→ **What the task requires**: Restate only the tail of the data below, starting at the line that contains "to the WebSocket" and including the last line, word for word.

*** Data extract

//! WebSocket handler for the change stream.

use axum::{
    extract::{
        ws::{Message, WebSocket},
        Query, State, WebSocketUpgrade,
    },
    response::Response,
};
use futures_util::{SinkExt, StreamExt};
use livetable_shared::{ChangeEvent, USER_ID};
use serde::Deserialize;
use tokio::sync::broadcast::error::RecvError;

use crate::state::AppState;

#[derive(Debug, Default, Deserialize)]
#[serde(rename_all = "camelCase")]
pub struct StreamQuery {
    pub user_id: Option<String>,
}

/// WebSocket upgrade handler. `?userId=` limits the stream to that user.
pub async fn ws_handler(
    State(state): State<AppState>,
    Query(query): Query<StreamQuery>,
    ws: WebSocketUpgrade,
) -> Response {
    let user_id = query.user_id.filter(|id| !id.is_empty());
    ws.on_upgrade(move |socket| handle_socket(socket, state, user_id))
}

/// Whether `event` belongs on a stream scoped to `user_id`. Events that name
/// no user go to everyone.
fn visible_to(event: &ChangeEvent, user_id: Option<&str>) -> bool {
    let Some(user_id) = user_id else {
        return true;
    };
    match (event.keys().get(USER_ID), event) {
        (Some(owner), _) => owner == user_id,
        (None, ChangeEvent::Insert { item, .. }) => item.user_id == user_id,
        (None, _) => true,
    }
}

/// Stream published events to one client until either side goes away.
async fn handle_socket(socket: WebSocket, state: AppState, user_id: Option<String>) {
    let (mut sender, mut receiver) = socket.split();
    let mut events = state.subscribe();
    tracing::info!("stream client connected (user {:?})", user_id);

    // Task to forward events to the WebSocket
    let mut send_task = tokio::spawn(async move {
        loop {
            let event = match events.recv().await {
                Ok(event) => event,
                Err(RecvError::Lagged(skipped)) => {
                    tracing::warn!("stream client lagged, skipped {} events", skipped);
                    continue;
                }
                Err(RecvError::Closed) => break,
            };
            if !visible_to(&event, user_id.as_deref()) {
                continue;
            }
            let json = match serde_json::to_string(&event) {
                Ok(json) => json,
                Err(e) => {
                    tracing::error!("failed to encode event: {}", e);
                    continue;
                }
            };
            if sender.send(Message::Text(json.into())).await.is_err() {
                break;
            }
        }
    });

    // Main receive loop
    let mut recv_task = tokio::spawn(async move {
        while let Some(msg) = receiver.next().await {
            match msg {
                Ok(Message::Text(text)) => {
                    tracing::debug!("ignoring client frame: {}", text.as_str());
                }
                Ok(Message::Close(_)) => break,
                Err(e) => {
                    tracing::debug!("stream client read error: {}", e);
                    break;
                }
                _ => {}
            }
        }
    });

    tokio::select! {
        _ = &mut send_task => recv_task.abort(),
        _ = &mut recv_task => send_task.abort(),
    }

    tracing::info!("stream client disconnected");
}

******

→ **Solved exercise**:
    // Task to forward events to the WebSocket
    let mut send_task = tokio::spawn(async move {
        loop {
            let event = match events.recv().await {
                Ok(event) => event,
                Err(RecvError::Lagged(skipped)) => {
                    tracing::warn!("stream client lagged, skipped {} events", skipped);
                    continue;
                }
                Err(RecvError::Closed) => break,
            };
            if !visible_to(&event, user_id.as_deref()) {
                continue;
            }
            let json = match serde_json::to_string(&event) {
                Ok(json) => json,
                Err(e) => {
                    tracing::error!("failed to encode event: {}", e);
                    continue;
                }
            };
            if sender.send(Message::Text(json.into())).await.is_err() {
                break;
            }
        }
    });

    // Main receive loop
    let mut recv_task = tokio::spawn(async move {
        while let Some(msg) = receiver.next().await {
            match msg {
                Ok(Message::Text(text)) => {
                    tracing::debug!("ignoring client frame: {}", text.as_str());
                }
                Ok(Message::Close(_)) => break,
                Err(e) => {
                    tracing::debug!("stream client read error: {}", e);
                    break;
                }
                _ => {}
            }
        }
    });

    tokio::select! {
        _ = &mut send_task => recv_task.abort(),
        _ = &mut recv_task => send_task.abort(),
    }

    tracing::info!("stream client disconnected");
}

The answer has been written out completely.